Everything was going to the Internet by then, so I decided instead of paying to print it and driving all over town, I would just upload the pages. That would save me time and money. I wouldn’t even need to sell ads anymore. So the paper continued online for another year or so after it ceased publishing, but the web page was never that popular (that I could tell) and I lost interest in updating it. It was no longer my writing anyway, and with no advertising coming in, I couldn’t pay the other writers. The scene I knew had faded away as we all aged out of it, and I wasn’t interested in the young bands coming up. So it eventually shrunk down to just a blog about what happened to the old guys that used to be. They started dying off. Lots of obituaries in this blog.

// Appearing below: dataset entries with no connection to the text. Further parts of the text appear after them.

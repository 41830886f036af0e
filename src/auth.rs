//! Per-thread authorization for deadlock prevention.
//!
//! An [`Authorization`] tracks how many locks its thread currently holds and
//! refuses any new acquisition that could close a waits-for cycle. It does
//! not track *which* containers are held, only counts and kinds; the price of
//! that economy is that some safe acquisitions are refused as well. A caller
//! that is refused must release everything it holds and retry.
//!
//! The decision procedure lives in a [`Policy`]. Every lock kind has a
//! matching policy (see [`MatchedPolicy`](crate::lock::MatchedPolicy)), but a
//! thread can use any single policy against containers of mixed lock kinds;
//! the lock tells the policy everything it needs to know through a
//! [`LockRequest`].

use {
    crate::lock::{Count, Order, ORDER_UNORDERED},
    static_assertions::assert_not_impl_any,
    std::{
        cell::RefCell,
        fmt::{Debug, Formatter},
        rc::Rc,
    },
};

mod policies;

pub use policies::{
    DenyAll, ExclusiveTracking, MultiReadOneWrite, OrderedPolicy, ReadOnly, UntrackedSingle,
};


/// Everything a lock knows about an acquisition attempt at the moment it
/// consults the policy.
///
/// The lock builds the request while holding its internal mutex, so the
/// fields form one consistent snapshot; there is no gap between the check and
/// the registration. Decorator policies may *relax* `lock_out` and
/// `must_block` before delegating to their inner policy, which is why the
/// request travels by mutable reference.
#[derive(Copy, Clone, Debug)]
pub struct LockRequest {
    /// Exclusive access is being requested.
    pub write: bool,
    /// The caller is willing to wait for the lock.
    pub blocking: bool,
    /// Another thread has begun waiting for exclusive access on this lock.
    pub lock_out: bool,
    /// Granting the request would require the caller to wait right now.
    pub must_block: bool,
    /// The lock's configured order, [`ORDER_UNORDERED`] for unordered locks.
    pub order: Order,
}

/// The counterpart of [`LockRequest`] for releasing a recorded holding.
#[derive(Copy, Clone, Debug)]
pub struct UnlockRequest {
    /// The holding was registered as exclusive.
    pub write: bool,
    /// The lock's configured order.
    pub order: Order,
}

/// A per-thread deadlock-prevention state machine.
///
/// Policies never block and complete in bounded time; they are called while
/// the requesting lock's internal mutex is held and must never re-enter a
/// lock.
pub trait Policy {
    /// Whether this policy understands locks of the given order.
    ///
    /// Policies without order tracking only authorize unordered locks, since
    /// they could not uphold the ordering discipline.
    fn order_allowed(&self, order: Order) -> bool {
        order == ORDER_UNORDERED
    }

    /// The admission predicate.
    ///
    /// Decorators may relax fields of `request` before delegating, so the
    /// request is mutable even though plain policies only read it.
    fn test(&self, request: &mut LockRequest) -> bool;

    /// Tests the request and, on success, records the holding.
    fn register(&mut self, request: &mut LockRequest) -> bool;

    /// Forgets a holding previously recorded by `register`.
    ///
    /// Releasing more than was registered is a caller bug; it is reported
    /// with a debug assertion and otherwise ignored.
    fn release(&mut self, request: &UnlockRequest);

    /// Number of shared holdings currently recorded.
    fn reading_count(&self) -> Count {
        0
    }

    /// Number of exclusive holdings currently recorded.
    fn writing_count(&self) -> Count {
        0
    }
}

/// A thread's authorization handle.
///
/// Create one per thread, either from a container with
/// [`Protected::new_authorization`](crate::Protected::new_authorization) or
/// directly from a policy with [`Authorization::new`], and pass it to the
/// `_auth` and `_multi` acquisition methods. The handle is intentionally
/// neither [`Send`] nor [`Sync`]: its book-keeping only describes a single
/// thread, so the type system keeps it on one.
///
/// Clones share the same counters. Proxy handles keep a clone for as long as
/// they hold their lock, so the release always reaches the counters that
/// admitted the acquisition, even if the caller drops its own handle first.
///
/// # Example
///
/// ```
/// use custody::Protected;
///
/// let value: Protected<i32> = Protected::new(10);
/// let auth = value.new_authorization();
///
/// let read = value.get_read_auth(&auth).unwrap();
/// assert_eq!(auth.reading_count(), 1);
///
/// // Waiting for a write while this thread still reads could deadlock.
/// assert!(value.get_write_auth(&auth).is_none());
///
/// drop(read);
/// assert_eq!(auth.reading_count(), 0);
/// assert!(value.get_write_auth(&auth).is_some());
/// ```
#[derive(Clone)]
pub struct Authorization {
    shared: Rc<Shared>,
}

struct Shared {
    policy: RefCell<Box<dyn Policy>>,
}

assert_not_impl_any!(Authorization: Send, Sync);

impl Authorization {
    /// Creates an authorization driven by the given policy.
    ///
    /// # Example
    ///
    /// ```
    /// use custody::{auth::{Authorization, ExclusiveTracking}, Protected};
    ///
    /// let value: Protected<i32> = Protected::new(0);
    /// // A stricter policy than the container's own: at most one lock of
    /// // any kind at a time.
    /// let auth = Authorization::new(ExclusiveTracking::default());
    /// let read = value.get_read_auth(&auth).unwrap();
    /// assert_eq!(auth.writing_count(), 1);
    /// ```
    pub fn new(policy: impl Policy + 'static) -> Self {
        Self {
            shared: Rc::new(Shared {
                policy: RefCell::new(Box::new(policy)),
            }),
        }
    }

    /// Number of shared holdings this thread has registered and not yet
    /// released.
    pub fn reading_count(&self) -> Count {
        self.shared.policy.borrow().reading_count()
    }

    /// Number of exclusive holdings this thread has registered and not yet
    /// released.
    pub fn writing_count(&self) -> Count {
        self.shared.policy.borrow().writing_count()
    }

    /// Predicts whether a shared acquisition with the given attributes would
    /// be admitted, without registering anything.
    ///
    /// Pass `lock_out = true, must_block = true` for the most pessimistic
    /// guess.
    pub fn guess_read_allowed(&self, lock_out: bool, must_block: bool, order: Order) -> bool {
        self.guess(false, lock_out, must_block, order)
    }

    /// Predicts whether an exclusive acquisition with the given attributes
    /// would be admitted, without registering anything.
    pub fn guess_write_allowed(&self, lock_out: bool, must_block: bool, order: Order) -> bool {
        self.guess(true, lock_out, must_block, order)
    }

    fn guess(&self, write: bool, lock_out: bool, must_block: bool, order: Order) -> bool {
        let mut request = LockRequest {
            write,
            blocking: true,
            lock_out,
            must_block,
            order,
        };
        let policy = self.shared.policy.borrow();
        policy.order_allowed(order) && policy.test(&mut request)
    }

    /// The combined register-or-test entry point used by the lock state
    /// machines.
    pub(crate) fn admit(&self, request: &mut LockRequest, test: bool) -> bool {
        let mut policy = self.shared.policy.borrow_mut();
        if !policy.order_allowed(request.order) {
            return false;
        }
        if test {
            policy.test(request)
        } else {
            policy.register(request)
        }
    }

    pub(crate) fn retire(&self, request: &UnlockRequest) {
        self.shared.policy.borrow_mut().release(request);
    }

    /// Identity of this authorization, used by the writer-reads check.
    /// Stable for as long as any clone is alive, and never 0.
    pub(crate) fn id(&self) -> usize {
        Rc::as_ptr(&self.shared) as usize
    }
}

impl Debug for Authorization {
    fn fmt(&self, f: &mut Formatter<'_>) -> std::fmt::Result {
        f.debug_struct("Authorization")
            .field("id", &self.id())
            .field("reading", &self.reading_count())
            .field("writing", &self.writing_count())
            .finish_non_exhaustive()
    }
}

impl PartialEq for Authorization {
    /// Two handles are equal when they share the same counters.
    #[inline]
    fn eq(&self, other: &Self) -> bool {
        Rc::ptr_eq(&self.shared, &other.shared)
    }
}

impl Eq for Authorization {}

And in the end, I really just loved doing newspapers. Any kind of newspaper. I only wanted to work on a newspaper you held in your hands and turned the pages. And that's gone.

Sunday, October 11, 2015

Twenty Years Ago in Shockoe Bottom

It seemed like an easy assignment. Saturday night. Leave at 10 p.m. Go to Shockoe Bottom. Pop in the Main Street Grill and see Spike the Dog. Pop in Moondance, see Lil’ Ronnie and the Bluebeats, reportedly recording a live CD on the premises, then finish up at Memphis with Bio Ritmo.
  

Shockoe Bottom Problem #1. We get pulled by the police even before we get there, and he wasn’t as much concerned about the illegal turn on red we made then whether we were sober. “I’m not drunk, I’m just happy,” I plea bargained and it worked because even the police know how rare that is. It also helps to be wearing a stupid hat, a black derby with a big gold foil flower on it.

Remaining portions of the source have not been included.